Don't mix the two on the same panel, and don't import `UIPanel`/`UICard` from `xrblocks`
core — they only exist in the uiblocks addon.

## Common hallucinated-API mistakes to avoid

| ❌ Don't                                                    | ✅ Do                                                                     |
| ----------------------------------------------------------- | ------------------------------------------------------------------------- |
| `options.enablePhysics()`                                   | `options.physics.RAPIER = RAPIER` + implement `initPhysics()`             |
| Use `xb.core.renderer` / `xb.core.physics` in a constructor | They're created during `xb.init()`; use them in/after `init()`            |
| `new xb.UIPanel(...)` / `new xb.UICard(...)`                | Those are the **uiblocks addon**; core uses `xb.SpatialPanel().addGrid()` |
| `xb.ai.query('text')` (bare string)                         | `xb.ai.query({prompt: 'text'})`, and guard with `xb.ai.isAvailable()`     |
| Assume AI works with no key                                 | Provide `?key=...` or `keys.json`; handle the unavailable case            |
| `rgba()`/`hsla()` colors in UI                              | hex strings (`'#ffffff'`) or `THREE.Color`                                |
| Drive your own `requestAnimationFrame` loop                 | Put per-frame logic in `update(time, frame)`                              |
| Forget `xb.add(script)` before `xb.init()`                  | Register every Script first                                               |
| Import bare `three` without the pinned importmap            | Use the importmap from the README / a template                            |

## Design principles (honor these when contributing)

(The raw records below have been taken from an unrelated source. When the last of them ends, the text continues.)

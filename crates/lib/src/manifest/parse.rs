use std::fs;
use std::path::{Path, PathBuf};

use tracing::debug;

use super::{Manifest, ManifestError};
use crate::consts::PIPELINES_FILE;

/// Parse a manifest from YAML text. `origin` is only used in errors.
pub fn parse_str(yaml: &str, origin: &Path) -> Result<Manifest, ManifestError> {
  serde_yaml::from_str(yaml).map_err(|source| ManifestError::Parse {
    path: origin.to_path_buf(),
    source,
  })
}

pub fn parse_file(path: &Path) -> Result<Manifest, ManifestError> {
  let content = fs::read_to_string(path).map_err(|source| ManifestError::Read {
    path: path.to_path_buf(),
    source,
  })?;
  let manifest = parse_str(&content, path)?;
  debug!(
    path = %path.display(),
    environments = manifest.environments.len(),
    apps = manifest.apps.len(),
    "parsed manifest"
  );
  Ok(manifest)
}

/// Parse `pipelines.yaml` inside `folder`.
pub fn parse_folder(folder: &Path) -> Result<Manifest, ManifestError> {
  if !folder.is_dir() {
    return Err(ManifestError::NotADirectory {
      path: folder.to_path_buf(),
    });
  }
  parse_file(&manifest_path(folder))
}

pub(crate) fn manifest_path(folder: &Path) -> PathBuf {
  folder.join(PIPELINES_FILE)
}
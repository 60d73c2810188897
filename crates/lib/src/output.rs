//! Serialization of a resource set to disk or to a single YAML stream.

use std::fs;
use std::io::Write;
use std::path::{Path, PathBuf};

use thiserror::Error;
use tracing::{debug, info};

use crate::resources::Resources;

#[derive(Debug, Error)]
pub enum OutputError {
  #[error("failed to serialize {path}: {source}")]
  Serialize { path: String, source: serde_yaml::Error },

  #[error("failed to create directory {}: {source}", path.display())]
  CreateDir { path: PathBuf, source: std::io::Error },

  #[error("failed to write file {}: {source}", path.display())]
  WriteFile { path: PathBuf, source: std::io::Error },

  #[error("failed to write output stream: {0}")]
  Stream(#[source] std::io::Error),
}

/// Write each resource to `<root>/<key>`, creating parent directories.
///
/// Returns the written paths in key order.
pub fn write_resources(root: &Path, resources: &Resources) -> Result<Vec<PathBuf>, OutputError> {
  let mut written = Vec::with_capacity(resources.len());

  for (key, value) in resources.iter() {
    let path = root.join(key);
    let yaml = to_yaml(key, value)?;

    if let Some(parent) = path.parent() {
      fs::create_dir_all(parent).map_err(|source| OutputError::CreateDir {
        path: parent.to_path_buf(),
        source,
      })?;
    }
    fs::write(&path, yaml).map_err(|source| OutputError::WriteFile {
      path: path.clone(),
      source,
    })?;

    debug!(path = %path.display(), "wrote resource");
    written.push(path);
  }

  info!(root = %root.display(), count = written.len(), "wrote resources");
  Ok(written)
}

/// Write every resource to `out` as one multi-document stream, each document
/// followed by a `---` separator.
pub fn marshal_outputs<W: Write>(out: &mut W, resources: &Resources) -> Result<(), OutputError> {
  for (key, value) in resources.iter() {
    let yaml = to_yaml(key, value)?;
    out.write_all(yaml.as_bytes()).map_err(OutputError::Stream)?;
    out.write_all(b"---\n").map_err(OutputError::Stream)?;
  }
  Ok(())
}

fn to_yaml(key: &str, value: &serde_yaml::Value) -> Result<String, OutputError> {
  serde_yaml::to_string(value).map_err(|source| OutputError::Serialize {
    path: key.to_string(),
    source,
  })
}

1. **Simplicity & readability** — a `Script` should read like a high-level description of
   the experience. Simple things stay simple; complex logic stays explicit.
2. **Creator experience first** — absorb incidental complexity (sensor fusion, AI, cross-
   platform input) behind ready-to-use primitives.
3. **Pragmatism over completeness** — "worse is better": small, modular, adaptable.
4. **Legible to AI** — favor high-level, semantic, hard-to-misuse APIs; consistent naming;
   export through `src/xrblocks.ts`. The SDK is meant to ground LLM code generation.

## Contributing conventions

- TypeScript throughout; new public symbols must be re-exported from `src/xrblocks.ts`.
- Tests are colocated `*.test.ts` (Vitest): `npm test`.
- `npm run lint` (ESLint) and `npm run format` (Prettier) before a PR.
- Local dev: `npm run dev` (Rollup watch + `http-server` on :8080); `npm run serve` to just
  serve. Build: `npm run build`. Addons build separately into `build/addons/*`.